Cormac McCarthy narra en “La carretera” (2006) el viaje a través de un paraje, tan apocalíptico como real, de un padre y un hijo que intentan sobrevivir en un mundo donde la vida humana parece destinada a desaparecer. En días de confinamiento y enfermedad por el COVID-19, la novela del escritor estadounidense nos recuerda el límite de nuestros instintos animales y el apego hacia la vida en momentos de derrota espiritual.
Son días de bullicio mediático y soledad interior. Nuestra mente divaga entre el televisor encendido que parece fanático religioso narrando el fin del mundo, las notificaciones del teléfono y el trabajo remoto en nuestro lugar de relajo. El encierro por el COVID-19 y el insomnio nos sume en estados mentales extraños que nos hacen pensar en libros como “La peste” de Albert Camus, “Muerte en Venecia” de Thomas Mann y quizás, menos obvia, “La carretera” de Cormac McCarthy.
Contextualicemos. McCarthy nació en Rhode Island el 20 de julio de 1933 y, junto a Don Delillo y Thomas Pynchon, es uno de los autores vivos más importantes de Estados Unidos. Sus apariciones en medios son contadas con los dedos de una mano y posee, como pocos, una trayectoria soberbia, que incluye las novelas “No es país para viejos” (No Country for Old Men, que los hermanos Coen adaptaron con maestría al cine), “Meridiano de sangre” (que el crítico Harold Bloom consideraba la “auténtica novela apocalíptica americana”) y la trilogía de la frontera, compuesta por “Todos los hermosos caballos”, “En la frontera” y “Ciudades de la llanura”.
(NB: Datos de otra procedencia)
pub const MIN_ZOOM: f32 = 2.0;
pub const MAX_ZOOM: f32 = 10.0;
pub const DEFAULT_ZOOM: f32 = MIN_ZOOM;
pub const ZOOM_STEP: f32 = 1.0;

#[derive(Debug, Clone, Copy, PartialEq, Eq, Default)]
pub struct ScreenPoint {
    pub x: i32,
    pub y: i32,
}

impl ScreenPoint {
    pub const fn new(x: i32, y: i32) -> Self {
        Self { x, y }
    }
}

#[derive(Debug, Clone, Copy, PartialEq, Eq, Default)]
pub struct ScreenRect {
    pub x: i32,
    pub y: i32,
    pub width: i32,
    pub height: i32,
}

impl ScreenRect {
    pub const fn new(x: i32, y: i32, width: i32, height: i32) -> Self {
        Self {
            x,
            y,
            width,
            height,
        }
    }

    pub fn right(&self) -> i32 {
        self.x + self.width
    }

    pub fn bottom(&self) -> i32 {
        self.y + self.height
    }

    pub fn center(&self) -> ScreenPoint {
        ScreenPoint::new(self.x + self.width / 2, self.y + self.height / 2)
    }

    /// Rectangle of the given size whose [`ScreenRect::center`] is `center`.
    pub fn centered_on(center: ScreenPoint, width: i32, height: i32) -> Self {
        Self::new(center.x - width / 2, center.y - height / 2, width, height)
    }
}

/// Dimensions of the screen the lens lives on. Diameter bounds derive from
/// the height alone.
#[derive(Debug, Clone, Copy, PartialEq, Eq)]
pub struct ScreenMetrics {
    pub width: i32,
    pub height: i32,
}

impl ScreenMetrics {
    pub const fn new(width: i32, height: i32) -> Self {
        Self { width, height }
    }

    pub fn min_diameter(&self) -> i32 {
        self.height / 4
    }

    pub fn max_diameter(&self) -> i32 {
        self.height
    }

    pub fn diameter_step(&self) -> i32 {
        self.height / 8
    }

    pub fn default_diameter(&self) -> i32 {
        self.min_diameter()
    }

    pub fn clamp_diameter(&self, diameter: i32) -> i32 {
        diameter.clamp(self.min_diameter(), self.max_diameter().max(self.min_diameter()))
    }

    /// Nearest point inside the screen, used to keep the follow-mode centre
    /// from drifting away when the cursor is reported off the primary screen.
    pub fn clamp_point(&self, point: ScreenPoint) -> ScreenPoint {
        ScreenPoint::new(
            point.x.clamp(0, (self.width - 1).max(0)),
            point.y.clamp(0, (self.height - 1).max(0)),
        )
    }
}

pub fn clamp_zoom(zoom: f32) -> f32 {
    if zoom.is_nan() {
        return DEFAULT_ZOOM;
    }
    zoom.clamp(MIN_ZOOM, MAX_ZOOM)
}

/// The single authoritative record of the lens geometry and display flags.
#[derive(Debug, Clone, PartialEq)]
pub struct MagnifierState {
    screen: ScreenMetrics,
    diameter: i32,
    zoom: f32,
    border_width: i32,
    pub show_cursor: bool,
    pub show_border: bool,
    pub follow_cursor: bool,
    pub minimized: bool,
    pub position: ScreenPoint,
}

impl MagnifierState {
    pub fn new(screen: ScreenMetrics, border_width: i32) -> Self {
        Self {
            screen,
            diameter: screen.default_diameter(),
            zoom: DEFAULT_ZOOM,
            border_width: border_width.max(0),
            show_cursor: true,
            show_border: true,
            follow_cursor: false,
            minimized: false,
            position: ScreenPoint::default(),
        }
    }

    pub fn screen(&self) -> ScreenMetrics {
        self.screen
    }

    pub fn diameter(&self) -> i32 {
        self.diameter
    }

    pub fn zoom(&self) -> f32 {
        self.zoom
    }

    pub fn border_width(&self) -> i32 {
        self.border_width
    }

    pub fn set_diameter(&mut self, diameter: i32) -> i32 {
        self.diameter = self.screen.clamp_diameter(diameter);
        self.diameter
    }

    pub fn grow_diameter(&mut self) -> i32 {
        self.set_diameter(self.diameter.saturating_add(self.screen.diameter_step()))
    }

    pub fn shrink_diameter(&mut self) -> i32 {
        self.set_diameter(self.diameter.saturating_sub(self.screen.diameter_step()))
    }

    pub fn reset_diameter(&mut self) -> i32 {
        self.set_diameter(self.screen.default_diameter())
    }

    pub fn set_zoom(&mut self, zoom: f32) -> f32 {
        self.zoom = clamp_zoom(zoom);
        self.zoom
    }

    pub fn zoom_in(&mut self) -> f32 {
        self.set_zoom(self.zoom + ZOOM_STEP)
    }

    pub fn zoom_out(&mut self) -> f32 {
        self.set_zoom(self.zoom - ZOOM_STEP)
    }

    pub fn reset_zoom(&mut self) -> f32 {
        self.set_zoom(DEFAULT_ZOOM)
    }

    /// Outer bounds of the host window in screen coordinates.
    pub fn host_bounds(&self) -> ScreenRect {
        ScreenRect::new(self.position.x, self.position.y, self.diameter, self.diameter)
    }
}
“La carretera”, que obtuvo el Pulitzer de ficción en 2007 y que posee una adaptación cinematográfica correcta pero desabrida, narra el viaje de un padre y su hijo —sobrevivientes de una catástrofe mundial no especificada— que cruzan a pie el territorio estadounidense en busca de los últimos vestigios de humanidad. En el relato vemos con hondura y desnudez el paisaje desolado y las ruinas de lo que alguna vez fueron pueblos y ciudades repletas de vida. La civilización humana parece quedar reducida a una decena de personas que recurren al canibalismo y la barbarie para sobrevivir, y por donde padre e hijo realizan un viaje sin retorno donde la comida, el agua y la protección se vuelve la medida de todas las cosas.
La novela pareciera remitirnos a un relato post apocalíptico, pero vale aclarar al lector que acá no encontrará zombis ni personas con poderes mentales, tampoco efectos especiales ni facilismos de serie paranormal de moda. Lo interesante del libro es precisamente lo contrario. Al leer “La carretera” nos sentimos agobiados de realidad porque, aunque la situación podría ser poco probable, el relato contiene tal crudeza y poética que nos sumerge en ese mundo sin humanos donde la supervivencia está amenazada a cada instante, a cada hora y minuto. McCarthy es capaz de sumirnos en esa desesperación y hacernos reflexionar sobre un aislamiento completamente diferente al actual. Mientras nosotros estamos en casa sin poder salir, ellos están en el mundo exterior sin poder regresar a la calma del hogar. Ambos personajes nos hacen a pensar en las bases del comportamiento humano, en los deseos primitivos y en la profundidad del vínculo entre padre e hijo en tiempos de derrota humana.
La larga travesía de los personajes es también un viaje hacia el interior donde hay inseguridad y dudas ¿qué es nuestro pasado? ¿son nuestros recuerdos una invención, una ficción creada por nosotros mismos para darle valor a nuestra existencia? El personaje del padre cuestiona su vida ante la presencia de una realidad y un presente que parece suprimir su pasado y su futuro, porque cuando basamos nuestra existencia en seguir nuestros instintos, anulamos lo que nos diferencia del resto de los animales: nos volvemos menos humanos.
Padre e hijo deambulan en un periplo casi infinito donde hacia el final de la novela se ve cierta luz de esperanza y vestigios de un futuro posible para el niño. No obstante, dentro de ese anhelo y triunfo, se nos devela una idea tan desoladora como profunda: el sacrificio de una generación es la preservación de la siguiente.
Las asociaciones son extrañas en nuestra mente, sobre todo con el encierro y los sueños por donde se develan nuestros miedos. Es probable que cada uno de nosotros haya fantaseado, quizás por películas y videojuegos, con un fin del mundo emocionante donde una ciudad en ruinas da lugar a aventuras de sobrevivencia. No obstante, no pensamos en la posibilidad de que el fin de la humanidad sea tedioso y sin emoción. Que nos encuentre encerrados en nuestras habitaciones —por una pandemia o desastre natural— recordando momentos pasados, la vida real que sucede fuera de lo virtual, y con un único reflejo en nuestros rostros, la luz cegadora de nuestro teléfono cuando despertamos.